→ **TASK DIRECTIONS**:
In the records that follow, find the line with "Arc::clone(&self.store), _record: PhantomData"; from there, retype every line exactly through the line with "pub fn store(&self)", which also belongs to the answer.

RECORDS PROVIDED section start

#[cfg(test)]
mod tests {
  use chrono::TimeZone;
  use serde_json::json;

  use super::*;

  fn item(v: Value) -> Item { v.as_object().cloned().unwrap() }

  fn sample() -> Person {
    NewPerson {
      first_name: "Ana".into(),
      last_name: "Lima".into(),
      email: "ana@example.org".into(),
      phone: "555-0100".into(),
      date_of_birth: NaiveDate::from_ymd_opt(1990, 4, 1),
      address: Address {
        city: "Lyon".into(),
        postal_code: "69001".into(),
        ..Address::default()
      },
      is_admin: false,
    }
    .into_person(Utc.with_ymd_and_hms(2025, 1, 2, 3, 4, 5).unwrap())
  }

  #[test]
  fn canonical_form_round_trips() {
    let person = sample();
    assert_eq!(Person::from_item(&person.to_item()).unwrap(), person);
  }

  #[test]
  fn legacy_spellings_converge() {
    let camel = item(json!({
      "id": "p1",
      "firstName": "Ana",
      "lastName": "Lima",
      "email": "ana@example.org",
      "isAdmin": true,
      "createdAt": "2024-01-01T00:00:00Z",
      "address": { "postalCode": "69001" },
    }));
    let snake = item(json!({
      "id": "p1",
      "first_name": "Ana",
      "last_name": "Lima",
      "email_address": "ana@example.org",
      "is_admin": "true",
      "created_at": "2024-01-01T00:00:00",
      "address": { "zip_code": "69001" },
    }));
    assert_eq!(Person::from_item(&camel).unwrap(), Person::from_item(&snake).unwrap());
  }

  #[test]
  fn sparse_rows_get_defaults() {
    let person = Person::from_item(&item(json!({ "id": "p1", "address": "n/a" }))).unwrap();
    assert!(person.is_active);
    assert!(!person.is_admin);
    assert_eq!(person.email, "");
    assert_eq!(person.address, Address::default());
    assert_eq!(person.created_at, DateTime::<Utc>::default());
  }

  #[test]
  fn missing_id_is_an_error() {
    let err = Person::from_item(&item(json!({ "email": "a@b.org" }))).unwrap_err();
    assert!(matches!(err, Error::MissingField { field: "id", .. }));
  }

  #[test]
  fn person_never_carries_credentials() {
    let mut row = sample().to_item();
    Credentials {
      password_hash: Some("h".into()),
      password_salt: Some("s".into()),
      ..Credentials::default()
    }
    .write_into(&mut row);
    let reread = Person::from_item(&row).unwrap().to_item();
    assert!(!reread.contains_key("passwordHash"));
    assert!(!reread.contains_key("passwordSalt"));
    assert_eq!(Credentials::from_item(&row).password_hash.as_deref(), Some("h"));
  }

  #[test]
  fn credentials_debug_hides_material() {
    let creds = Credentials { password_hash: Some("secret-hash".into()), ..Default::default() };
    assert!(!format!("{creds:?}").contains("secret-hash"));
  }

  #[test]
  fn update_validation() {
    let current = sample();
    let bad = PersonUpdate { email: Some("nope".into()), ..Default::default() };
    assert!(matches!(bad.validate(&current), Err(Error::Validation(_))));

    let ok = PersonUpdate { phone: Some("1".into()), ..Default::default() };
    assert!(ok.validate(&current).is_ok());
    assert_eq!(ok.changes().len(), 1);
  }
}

RECORDS PROVIDED section end
RECORDS PROVIDED section start

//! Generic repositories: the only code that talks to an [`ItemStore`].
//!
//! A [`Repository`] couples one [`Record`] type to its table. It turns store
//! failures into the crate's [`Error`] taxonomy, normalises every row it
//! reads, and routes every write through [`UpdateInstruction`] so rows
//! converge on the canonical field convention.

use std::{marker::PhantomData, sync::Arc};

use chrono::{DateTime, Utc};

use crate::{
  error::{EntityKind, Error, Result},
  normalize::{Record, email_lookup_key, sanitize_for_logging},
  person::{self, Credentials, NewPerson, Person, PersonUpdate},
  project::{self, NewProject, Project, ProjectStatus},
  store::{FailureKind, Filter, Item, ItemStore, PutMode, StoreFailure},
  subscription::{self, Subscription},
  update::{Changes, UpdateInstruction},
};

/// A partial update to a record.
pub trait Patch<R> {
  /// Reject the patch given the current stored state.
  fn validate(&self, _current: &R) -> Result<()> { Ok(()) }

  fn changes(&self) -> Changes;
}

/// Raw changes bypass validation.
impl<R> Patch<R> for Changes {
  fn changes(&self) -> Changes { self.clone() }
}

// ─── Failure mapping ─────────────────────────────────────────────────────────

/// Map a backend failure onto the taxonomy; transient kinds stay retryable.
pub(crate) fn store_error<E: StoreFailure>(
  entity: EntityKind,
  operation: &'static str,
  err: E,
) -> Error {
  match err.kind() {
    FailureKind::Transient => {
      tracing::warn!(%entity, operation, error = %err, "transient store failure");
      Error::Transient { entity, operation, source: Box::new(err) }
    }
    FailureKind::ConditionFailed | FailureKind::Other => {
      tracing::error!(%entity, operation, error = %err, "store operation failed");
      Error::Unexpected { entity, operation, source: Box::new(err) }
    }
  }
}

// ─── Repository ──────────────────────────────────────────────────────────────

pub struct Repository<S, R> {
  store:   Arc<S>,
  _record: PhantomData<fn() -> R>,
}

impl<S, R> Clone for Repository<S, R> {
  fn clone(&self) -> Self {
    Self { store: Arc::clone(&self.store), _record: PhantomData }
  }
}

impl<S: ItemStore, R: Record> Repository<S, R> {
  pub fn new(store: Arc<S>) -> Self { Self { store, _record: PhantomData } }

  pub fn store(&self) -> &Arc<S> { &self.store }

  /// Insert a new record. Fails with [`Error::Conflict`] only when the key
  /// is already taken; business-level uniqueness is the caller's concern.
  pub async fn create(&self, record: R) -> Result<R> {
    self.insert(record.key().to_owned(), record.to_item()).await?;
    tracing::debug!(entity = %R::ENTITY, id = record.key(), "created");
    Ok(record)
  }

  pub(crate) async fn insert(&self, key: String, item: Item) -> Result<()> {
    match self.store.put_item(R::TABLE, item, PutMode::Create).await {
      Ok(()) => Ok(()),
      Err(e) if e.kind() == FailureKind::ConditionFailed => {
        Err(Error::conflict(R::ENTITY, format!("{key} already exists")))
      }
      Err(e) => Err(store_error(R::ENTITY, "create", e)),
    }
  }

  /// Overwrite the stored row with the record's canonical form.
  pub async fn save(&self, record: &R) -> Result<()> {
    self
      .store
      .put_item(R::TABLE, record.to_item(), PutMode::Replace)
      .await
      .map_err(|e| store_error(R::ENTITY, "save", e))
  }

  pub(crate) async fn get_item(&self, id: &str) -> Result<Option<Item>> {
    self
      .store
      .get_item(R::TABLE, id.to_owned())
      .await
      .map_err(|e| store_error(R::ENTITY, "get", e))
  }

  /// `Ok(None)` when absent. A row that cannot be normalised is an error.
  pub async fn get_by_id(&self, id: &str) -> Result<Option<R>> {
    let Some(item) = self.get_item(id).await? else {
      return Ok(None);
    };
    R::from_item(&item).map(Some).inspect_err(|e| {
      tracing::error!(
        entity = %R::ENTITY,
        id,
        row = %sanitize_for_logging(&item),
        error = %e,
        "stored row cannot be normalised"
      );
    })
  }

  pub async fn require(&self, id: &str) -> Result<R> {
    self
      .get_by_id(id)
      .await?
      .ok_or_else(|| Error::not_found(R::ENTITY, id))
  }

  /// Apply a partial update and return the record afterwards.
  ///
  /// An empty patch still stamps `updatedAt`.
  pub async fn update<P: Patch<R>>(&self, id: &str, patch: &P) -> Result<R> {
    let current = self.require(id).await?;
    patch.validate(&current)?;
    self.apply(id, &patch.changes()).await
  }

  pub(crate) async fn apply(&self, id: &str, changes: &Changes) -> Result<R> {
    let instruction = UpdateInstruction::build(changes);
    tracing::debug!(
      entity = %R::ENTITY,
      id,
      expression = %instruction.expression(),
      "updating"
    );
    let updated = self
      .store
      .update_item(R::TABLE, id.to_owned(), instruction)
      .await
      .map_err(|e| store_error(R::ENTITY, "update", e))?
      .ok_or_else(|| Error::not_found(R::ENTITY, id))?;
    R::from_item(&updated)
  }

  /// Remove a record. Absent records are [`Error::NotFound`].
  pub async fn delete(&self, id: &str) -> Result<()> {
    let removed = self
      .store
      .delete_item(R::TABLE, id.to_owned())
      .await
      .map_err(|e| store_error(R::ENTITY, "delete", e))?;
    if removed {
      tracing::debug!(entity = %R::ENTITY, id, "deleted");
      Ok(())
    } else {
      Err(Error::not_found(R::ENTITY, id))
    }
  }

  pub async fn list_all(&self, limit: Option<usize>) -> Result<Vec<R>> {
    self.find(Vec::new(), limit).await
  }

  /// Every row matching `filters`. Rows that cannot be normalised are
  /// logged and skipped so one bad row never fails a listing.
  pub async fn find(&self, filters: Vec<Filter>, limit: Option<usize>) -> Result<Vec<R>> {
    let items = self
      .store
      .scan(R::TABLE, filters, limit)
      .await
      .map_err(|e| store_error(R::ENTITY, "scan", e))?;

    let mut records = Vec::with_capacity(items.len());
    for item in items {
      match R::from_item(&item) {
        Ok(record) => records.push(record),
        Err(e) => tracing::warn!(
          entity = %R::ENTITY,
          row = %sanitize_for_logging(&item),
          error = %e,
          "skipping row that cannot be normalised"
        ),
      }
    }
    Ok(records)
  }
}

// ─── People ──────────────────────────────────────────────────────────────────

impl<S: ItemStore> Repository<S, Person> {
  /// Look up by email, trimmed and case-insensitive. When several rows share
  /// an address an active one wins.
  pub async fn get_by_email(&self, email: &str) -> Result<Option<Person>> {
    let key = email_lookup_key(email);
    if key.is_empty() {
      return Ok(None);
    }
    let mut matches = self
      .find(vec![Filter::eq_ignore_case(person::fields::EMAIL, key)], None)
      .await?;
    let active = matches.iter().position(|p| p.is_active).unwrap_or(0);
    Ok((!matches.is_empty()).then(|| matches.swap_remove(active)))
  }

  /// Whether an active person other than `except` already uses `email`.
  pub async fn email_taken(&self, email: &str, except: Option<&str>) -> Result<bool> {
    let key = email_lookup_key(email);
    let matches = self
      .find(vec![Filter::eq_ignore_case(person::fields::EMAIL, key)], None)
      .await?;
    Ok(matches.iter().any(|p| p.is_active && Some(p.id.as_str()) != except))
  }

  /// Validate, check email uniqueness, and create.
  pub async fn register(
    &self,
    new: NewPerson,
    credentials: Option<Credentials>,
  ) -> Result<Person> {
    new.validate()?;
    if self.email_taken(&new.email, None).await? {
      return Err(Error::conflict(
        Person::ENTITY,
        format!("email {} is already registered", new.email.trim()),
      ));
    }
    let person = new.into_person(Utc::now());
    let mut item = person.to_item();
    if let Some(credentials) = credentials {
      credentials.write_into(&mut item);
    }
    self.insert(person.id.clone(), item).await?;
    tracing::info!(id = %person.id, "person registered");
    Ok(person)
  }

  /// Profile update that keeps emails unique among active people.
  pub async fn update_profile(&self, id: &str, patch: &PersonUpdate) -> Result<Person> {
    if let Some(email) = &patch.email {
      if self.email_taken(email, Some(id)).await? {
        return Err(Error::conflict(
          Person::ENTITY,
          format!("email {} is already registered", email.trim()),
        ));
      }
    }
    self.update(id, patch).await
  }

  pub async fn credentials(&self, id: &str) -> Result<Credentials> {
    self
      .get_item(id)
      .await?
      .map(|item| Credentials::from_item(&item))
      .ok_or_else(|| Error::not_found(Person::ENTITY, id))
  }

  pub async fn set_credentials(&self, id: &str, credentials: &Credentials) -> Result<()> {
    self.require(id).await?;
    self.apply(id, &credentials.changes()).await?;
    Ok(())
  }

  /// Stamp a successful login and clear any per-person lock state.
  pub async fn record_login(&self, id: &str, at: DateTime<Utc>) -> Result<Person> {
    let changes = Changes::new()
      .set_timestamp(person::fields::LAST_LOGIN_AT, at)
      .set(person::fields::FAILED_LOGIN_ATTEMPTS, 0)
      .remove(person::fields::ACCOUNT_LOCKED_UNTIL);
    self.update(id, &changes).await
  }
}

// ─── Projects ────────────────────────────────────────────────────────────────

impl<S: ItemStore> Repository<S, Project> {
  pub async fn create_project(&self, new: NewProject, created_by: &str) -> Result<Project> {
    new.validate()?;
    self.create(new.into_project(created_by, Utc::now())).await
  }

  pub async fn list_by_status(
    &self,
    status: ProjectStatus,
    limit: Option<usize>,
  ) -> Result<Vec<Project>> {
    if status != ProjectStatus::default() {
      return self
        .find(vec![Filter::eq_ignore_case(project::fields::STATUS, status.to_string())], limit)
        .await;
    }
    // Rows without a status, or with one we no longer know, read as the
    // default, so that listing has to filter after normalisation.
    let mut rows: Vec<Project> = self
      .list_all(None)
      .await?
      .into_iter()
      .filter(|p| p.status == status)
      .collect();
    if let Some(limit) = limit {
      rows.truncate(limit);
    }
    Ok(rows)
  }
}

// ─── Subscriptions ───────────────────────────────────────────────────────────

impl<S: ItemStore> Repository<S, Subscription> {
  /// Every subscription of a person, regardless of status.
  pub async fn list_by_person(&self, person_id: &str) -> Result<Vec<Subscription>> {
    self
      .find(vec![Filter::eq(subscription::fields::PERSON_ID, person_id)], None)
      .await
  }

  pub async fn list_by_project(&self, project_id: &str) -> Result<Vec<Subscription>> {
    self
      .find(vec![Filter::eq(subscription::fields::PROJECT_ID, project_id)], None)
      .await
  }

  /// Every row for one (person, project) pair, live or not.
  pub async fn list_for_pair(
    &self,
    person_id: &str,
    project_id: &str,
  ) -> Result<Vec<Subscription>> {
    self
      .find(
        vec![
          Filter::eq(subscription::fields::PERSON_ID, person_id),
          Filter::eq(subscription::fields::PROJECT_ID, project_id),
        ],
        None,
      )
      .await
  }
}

RECORDS PROVIDED section end

→ **OUTPUT OF THE EXERCISE**:
    Self { store: Arc::clone(&self.store), _record: PhantomData }
  }
}

impl<S: ItemStore, R: Record> Repository<S, R> {
  pub fn new(store: Arc<S>) -> Self { Self { store, _record: PhantomData } }

  pub fn store(&self) -> &Arc<S> { &self.store }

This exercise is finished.